I’m currently a ward missionary, so I am interested in the ways that we can live so that others will notice a difference. I was also assigned to give a talk on Elder Eyring’s recent talk on “Our Heritage of Hope” (or something close to that) and I was struck by the way that he linked the ideas of living the Gospel, having hope, and being optimistic. I am not, by nature, a particularly optimistic person, but I’ve been recognizing more and more the link between having hope, in the Gospel sense, and being the kind of person who has a deep-seated, hopeful outlook on the world. This, of course, means too many things to do more than hint at here, but I’d like to (1) strongly recommend Joe Spencer’s recent book For Zion: A Mormon Theology of Hope and (2) note that a hopeful attitude is, to my mind, closely linked to the atonement and an ability to overcome negative thoughts and feelings, including feelings of discouragement, guilt, apathy/boredom/tedium, etc.
2. Baptism and accountability
Question: How does the Mormon doctrine of accountability help us understand the meaning and significance of baptism?
Baptism is not a magical ordinance that saves us, just because we are baptized. The meaning and significance of baptism is intimately tied up with the covenant that we make at baptism, which is the topic of the next section of the lesson.
3. Making a covenant
Question: What covenant do we make at baptism?
I think this is actually a surprisingly difficult question to answer correctly, or at least to substantiate. I’ve heard that we renew our baptismal covenant when we take the sacrament, but I’ve never found chapter and verse to quote to support this idea. So, although I won’t be teaching this lesson, if I were I would plan to ask quorum members to quote me scripture in their answer, and I would suggest slight alternatives to what they say, some playful and absurd and some more nuanced but slightly different, in order to try and generate a bit of friendly debate about what we are really covenanting to do when we get baptized. At any rate, a very nice answer is quoted in the manual’s citation of D&C 20:37:
All those who humble themselves before God, and desire to be baptized, and come forth with broken hearts and contrite spirits, and witness before the church that they have truly repented of all their sins, and are willing to take upon them the name of Jesus Christ, having a determination to serve him to the end, and truly manifest by their works that they have received of the Spirit of Christ unto the remission of their sins, shall be received by baptism into his church.
Many of the teachings that are most distinctive and central to Mormonism can be traced back to the conception of baptism outlined right here. If I were teaching this lesson, I’d be very tempted to spend most of the lesson considering the meaning and significance of each phrase in this passage. With Joe Spencer’s focus in his book on consecration, it’s interesting to think about the continuities (and some differences) between this covenant and the covenant of consecration that we make in the temple.
4. Continuing to repent
Question: What what must we be sure to do after we are baptized?

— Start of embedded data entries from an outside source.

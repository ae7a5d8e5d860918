//! Raw values handed over by the upstream decoder
//!
//! The decoder exposes builtin primitives and containers alongside a large
//! family of provider objects. Provider objects are described by what they
//! expose rather than by what they are: a concrete type name, an optional
//! symbolic tag shared by many concrete types, the module that defined
//! them, their is-a lineage, and a [`Body`] telling how their contents are
//! reached.
//!
//! Everything here is serde-friendly so pre-decoded dumps can be stored as
//! JSON and replayed later.

use serde::{Deserialize, Serialize};
use std::collections::HashMap;

/// A value as produced by the upstream decoder
#[derive(Debug, Clone, PartialEq, Serialize, Deserialize)]
#[serde(rename_all = "snake_case")]
pub enum Raw {
    None,
    Bool(bool),
    Int(i64),
    Float(f64),
    Text(String),
    /// Legacy 8-bit string, encoded as cp1252
    Bytes(Vec<u8>),
    List(Vec<Raw>),
    Tuple(Vec<Raw>),
    /// Builtin dictionary, in iteration order
    Dict(Vec<(Raw, Raw)>),
    Object(Box<Object>),
}

impl Raw {
    /// Short type name used in diagnostics
    pub fn type_name(&self) -> &str {
        match self {
            Self::None => "NoneType",
            Self::Bool(_) => "bool",
            Self::Int(_) => "int",
            Self::Float(_) => "float",
            Self::Text(_) => "unicode",
            Self::Bytes(_) => "str",
            Self::List(_) => "list",
            Self::Tuple(_) => "tuple",
            Self::Dict(_) => "dict",
            Self::Object(obj) => &obj.type_name,
        }
    }

    pub fn text(s: impl Into<String>) -> Self {
        Self::Text(s.into())
    }

    pub fn object(obj: Object) -> Self {
        Self::Object(Box::new(obj))
    }
}

impl From<&str> for Raw {
    fn from(s: &str) -> Self {
        Self::Text(s.to_string())
    }
}

impl From<i64> for Raw {
    fn from(v: i64) -> Self {
        Self::Int(v)
    }
}

/// How a provider object exposes its contents
#[derive(Debug, Clone, PartialEq, Default, Serialize, Deserialize)]
#[serde(rename_all = "snake_case")]
pub enum Body {
    /// Nothing beyond attributes
    #[default]
    Empty,
    /// Linear iteration
    Items(Vec<Raw>),
    /// Payload hidden behind an indirection field (`lines`, `line`, ...)
    Wrapped { field: String, inner: Raw },
    /// Key/value iteration
    Entries(Vec<(Raw, Raw)>),
    /// Keys published by a header object, values looked up per key
    Keyed {
        header: Vec<Raw>,
        cells: Vec<(Raw, Raw)>,
    },
    /// Attribute names declared by the object itself, values read from
    /// its attributes
    Declared(Vec<String>),
    /// Fixed-position data plus name → position aliases
    NamedVector {
        aliases: Vec<(String, usize)>,
        data: Vec<Raw>,
    },
}

/// One attribute reachable on a provider object
#[derive(Debug, Clone, PartialEq, Serialize, Deserialize)]
pub struct Attribute {
    pub name: String,
    pub value: Raw,
    #[serde(default, skip_serializing_if = "std::ops::Not::not")]
    pub callable: bool,
}

impl Attribute {
    pub fn new(name: impl Into<String>, value: Raw) -> Self {
        Self {
            name: name.into(),
            value,
            callable: false,
        }
    }

    pub fn method(name: impl Into<String>) -> Self {
        Self {
            name: name.into(),
            value: Raw::None,
            callable: true,
        }
    }

    /// `__name__` style members belong to the object model, not the data
    pub fn is_dunder(&self) -> bool {
        self.name.len() > 4 && self.name.starts_with("__") && self.name.ends_with("__")
    }
}

/// A provider object
#[derive(Debug, Clone, PartialEq, Default, Serialize, Deserialize)]
pub struct Object {
    pub type_name: String,
    #[serde(default, skip_serializing_if = "Option::is_none")]
    pub tag: Option<String>,
    #[serde(default, skip_serializing_if = "Option::is_none")]
    pub module: Option<String>,
    /// Base type names, nearest first
    #[serde(default, skip_serializing_if = "Vec::is_empty")]
    pub lineage: Vec<String>,
    #[serde(default)]
    pub body: Body,
    #[serde(default, skip_serializing_if = "Vec::is_empty")]
    pub attributes: Vec<Attribute>,
}

impl Object {
    pub fn new(type_name: impl Into<String>) -> Self {
        Self {
            type_name: type_name.into(),
            ..Self::default()
        }
    }

    pub fn with_tag(mut self, tag: impl Into<String>) -> Self {
        self.tag = Some(tag.into());
        self
    }

    pub fn with_module(mut self, module: impl Into<String>) -> Self {
        self.module = Some(module.into());
        self
    }

    pub fn with_lineage<I, S>(mut self, lineage: I) -> Self
    where
        I: IntoIterator<Item = S>,
        S: Into<String>,
    {
        self.lineage = lineage.into_iter().map(Into::into).collect();
        self
    }

    pub fn with_body(mut self, body: Body) -> Self {
        self.body = body;
        self
    }

    pub fn with_attribute(mut self, name: impl Into<String>, value: Raw) -> Self {
        self.attributes.push(Attribute::new(name, value));
        self
    }

    /// Tag used for symbolic dispatch; falls back to the concrete type name
    pub fn dispatch_tag(&self) -> &str {
        self.tag.as_deref().unwrap_or(&self.type_name)
    }

    /// Whether this object is, or derives from, the named type
    pub fn is_a(&self, base: &str) -> bool {
        self.type_name == base || self.lineage.iter().any(|b| b == base)
    }

    pub fn attribute(&self, name: &str) -> Option<&Raw> {
        self.attributes
            .iter()
            .find(|a| a.name == name && !a.callable)
            .map(|a| &a.value)
    }
}

/// Context of the decoder that produced a container
///
/// Replaces runtime reflection: the caller states which module the
/// just-loaded decoder defines its types in, and optionally which fields
/// each of those types carries.
#[derive(Debug, Clone, PartialEq, Default, Serialize, Deserialize)]
pub struct DecoderSession {
    pub module: String,
    /// type name → field names
    #[serde(default)]
    pub descriptors: HashMap<String, Vec<String>>,
}

impl DecoderSession {
    pub fn new(module: impl Into<String>) -> Self {
        Self {
            module: module.into(),
            descriptors: HashMap::new(),
        }
    }

    pub fn with_descriptor<I, S>(mut self, type_name: impl Into<String>, fields: I) -> Self
    where
        I: IntoIterator<Item = S>,
        S: Into<String>,
    {
        self.descriptors
            .insert(type_name.into(), fields.into_iter().map(Into::into).collect());
        self
    }

    /// Whether the object was defined by this session's decoder
    pub fn owns(&self, obj: &Object) -> bool {
        obj.module.as_deref() == Some(self.module.as_str())
    }

    pub fn fields_for(&self, type_name: &str) -> Option<&[String]> {
        self.descriptors.get(type_name).map(Vec::as_slice)
    }
}
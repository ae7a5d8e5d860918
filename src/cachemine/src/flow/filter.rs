//! Container name filter parsing
//!
//! Names are comma-separated. Names may carry argument lists in
//! parentheses, and commas inside them belong to the name:
//! `types, config.GetMap(1, 2)` yields two names.

use crate::{Error, Result};

/// Split a filter string into container names
///
/// Names are trimmed and empty entries dropped.
pub fn parse_filter(filter: &str) -> Result<Vec<String>> {
    let mut names = Vec::new();
    let mut in_args = false;
    let mut start = 0;

    for (pos, c) in filter.char_indices() {
        match (c, in_args) {
            (',', false) => {
                names.push(filter[start..pos].trim());
                start = pos + 1;
            }
            (',', true) => {}
            ('(', false) => in_args = true,
            (')', true) => in_args = false,
            ('(' | ')', _) => {
                return Err(Error::FilterParse(format!(
                    "unexpected character \"{}\" at position {}",
                    c, pos
                )))
            }
            _ => {}
        }
    }
    if in_args {
        return Err(Error::FilterParse("parenthesis is not closed".to_string()));
    }
    names.push(filter[start..].trim());

    Ok(names
        .into_iter()
        .filter(|n| !n.is_empty())
        .map(str::to_string)
        .collect())
}
impl<'a> Flow<'a> {
    pub fn new(sources: Vec<Box<dyn Source + 'a>>, sinks: Vec<Box<dyn Sink + 'a>>) -> Self {
        Self {
            sources,
            sinks,
            canonicalizer: Canonicalizer::new(),
            localizer: None,
            cancel: CancelToken::new(),
        }
    }

    pub fn with_localizer(mut self, localizer: LocalizationEngine) -> Self {
        self.localizer = Some(localizer);
        self
    }

    pub fn with_canonicalizer(mut self, canonicalizer: Canonicalizer) -> Self {
        self.canonicalizer = canonicalizer;
        self
    }

    pub fn with_cancel(mut self, cancel: CancelToken) -> Self {
        self.cancel = cancel;
        self
    }

    pub fn cancel_token(&self) -> CancelToken {
        self.cancel.clone()
    }

    /// Execute one run
    ///
    /// Returns `Err` only for run-level failures: an unavailable language
    /// or cancellation.
    pub fn run(&mut self, options: &FlowOptions) -> Result<RunReport> {
        if let Some(language) = &options.language {
            match self.localizer.as_mut() {
                Some(localizer) => localizer.validate(language)?,
                None => return Err(Error::LanguageNotAvailable(language.to_string())),
            }
        }

        let mut report = RunReport::default();
        let (mut plan, known) = self.plan(&mut report)?;

        if !options.name_filter.is_empty() {
            let wanted: BTreeMap<String, &String> = options
                .name_filter
                .iter()
                .map(|name| (sanitize(name, Charset::Flow, Position::Name), name))
                .collect();
            report.unmatched = wanted
                .iter()
                .filter(|(name, _)| !known.contains(*name))
                .map(|(_, raw)| (*raw).clone())
                .collect();
            plan.retain(|p| wanted.contains_key(&p.resolved));
        }

        let sink_names = self.sink_names(&known);

        for (index, source) in self.sources.iter_mut().enumerate() {
            let planned: Vec<&Planned> = plan.iter().filter(|p| p.source == index).collect();
            if planned.is_empty() {
                continue;
            }
            tracing::info!(source = source.name(), containers = planned.len(), "processing source");

            for item in planned {
                self.cancel.check()?;
                let ok = process(
                    source.as_mut(),
                    &mut self.sinks,
                    &sink_names,
                    item,
                    &self.canonicalizer,
                    self.localizer.as_mut(),
                    options,
                    &self.cancel,
                    &mut report,
                )?;
                if ok {
                    report
                        .processed
                        .push((source.name().to_string(), item.resolved.clone()));
                }
            }
        }

        for name in &report.unmatched {
            tracing::warn!(name = name.as_str(), "filter entry matched no container");
        }
        tracing::info!(
            processed = report.processed.len(),
            failed = report.failures.len(),
            "run finished"
        );
        Ok(report)
    }

    /// Resolve names across all sources, in processing order
    fn plan(&mut self, report: &mut RunReport) -> Result<(Vec<Planned>, BTreeSet<String>)> {
        let mut declared = Vec::new();
        for (index, source) in self.sources.iter_mut().enumerate() {
            self.cancel.check()?;
            match source.list_container_names() {
                Ok(names) => declared.extend(names.into_iter().map(|name| (index, name))),
                Err(e) if e.is_fatal() => return Err(e),
                Err(e) => {
                    tracing::warn!(source = source.name(), error = %e, "failed to list containers");
                    report.failures.push(Failure {
                        source: source.name().to_string(),
                        container: String::new(),
                        sink: None,
                        stage: Stage::List,
                        kind: e.kind(),
                        message: e.to_string(),
                    });
                }
            }
        }

        let resolved = NameResolver::new(Role::Source)
            .with_charset(Charset::Flow)
            .resolve_keyed(declared);

        let known = resolved.values().cloned().collect();
        let mut plan: Vec<Planned> = resolved
            .into_iter()
            .map(|((source, raw), resolved)| Planned {
                source,
                raw,
                resolved,
            })
            .collect();
        plan.sort_by(|a, b| a.source.cmp(&b.source).then_with(|| a.resolved.cmp(&b.resolved)));
        Ok((plan, known))
    }

    /// Per sink: flow name → sink name
    fn sink_names(&self, known: &BTreeSet<String>) -> Vec<BTreeMap<String, String>> {
        self.sinks
            .iter()
            .map(|sink| sink.resolver().resolve(known))
            .collect()
    }
}

/// Run one container through the pipeline; `Ok(false)` when a step failed
#[allow(clippy::too_many_arguments)]
fn process(
    source: &mut dyn Source,
    sinks: &mut [Box<dyn Sink + '_>],
    sink_names: &[BTreeMap<String, String>],
    item: &Planned,
    canonicalizer: &Canonicalizer,
    localizer: Option<&mut LocalizationEngine>,
    options: &FlowOptions,
    cancel: &CancelToken,
    report: &mut RunReport,
) -> Result<bool> {
    let source_name = source.name().to_string();
    tracing::debug!(source = source_name.as_str(), container = item.resolved.as_str(), "processing");

    let mut fail = |stage: Stage, sink: Option<&str>, err: Error| -> Result<bool> {
        if err.is_fatal() {
            return Err(err);
        }
        tracing::warn!(
            source = source_name.as_str(),
            container = item.resolved.as_str(),
            sink,
            %stage,
            kind = err.kind(),
            "{}",
            err
        );
        report.failures.push(Failure {
            source: source_name.clone(),
            container: item.resolved.clone(),
            sink: sink.map(str::to_string),
            stage,
            kind: err.kind(),
            message: err.to_string(),
        });
        Ok(false)
    };

    let language = options.language.as_ref().map(ToString::to_string);
    let container = match source.fetch(&item.raw, language.as_deref(), options.verbose) {
        Ok(container) => container,
        Err(e) => return fail(Stage::Fetch, None, e),
    };

    let mut data = match canonicalizer.canonicalize_with(&container.value, container.session.as_ref()) {
        Ok(data) => data,
        Err(e) => return fail(Stage::Canonicalize, None, e),
    };

    if let (Some(localizer), Some(language)) = (localizer, &options.language) {
        let fields = source.translation_fields(&item.raw);
        match localizer.translate(data, language, fields.as_deref()) {
            Ok((translated, stats)) => {
                if options.verbose {
                    stats.log(&item.resolved);
                }
                data = translated;
            }
            Err(e) => return fail(Stage::Localize, None, e),
        }
    }

    let mut ok = true;
    for (sink, names) in sinks.iter_mut().zip(sink_names) {
        cancel.check()?;
        let name = names.get(&item.resolved).unwrap_or(&item.resolved);
        if let Err(e) = sink.write(&source_name, name, &data) {
            ok = fail(Stage::Write, Some(sink.name()), e)? && ok;
        }
    }
    Ok(ok)
}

I would suggest the answer “obedience” as an answer to this question. Then I would discuss the strengths and weaknesses of such an answer. Then I would turn to the following quote from the manual:
Every soul baptized, truly baptized, has humbled himself; his heart is broken; his spirit is contrite; he has made a covenant before God that he will keep his commandments, and he has forsaken all his sins. Then after he gets into the Church, is it his privilege to sin after he is in? Can he let down? Can he indulge in some of the things which the Lord has said he should avoid? No. It is just as necessary that he have that contrite spirit, that broken heart, after he is baptized as it is before.
What I like about this is answer is how it differs from the perhaps more usual answer “obedience.” It is not so much that we must be obedient, but that we must have an obedient attitude, which is basically what I think it means to have a broken heart and contrite spirit.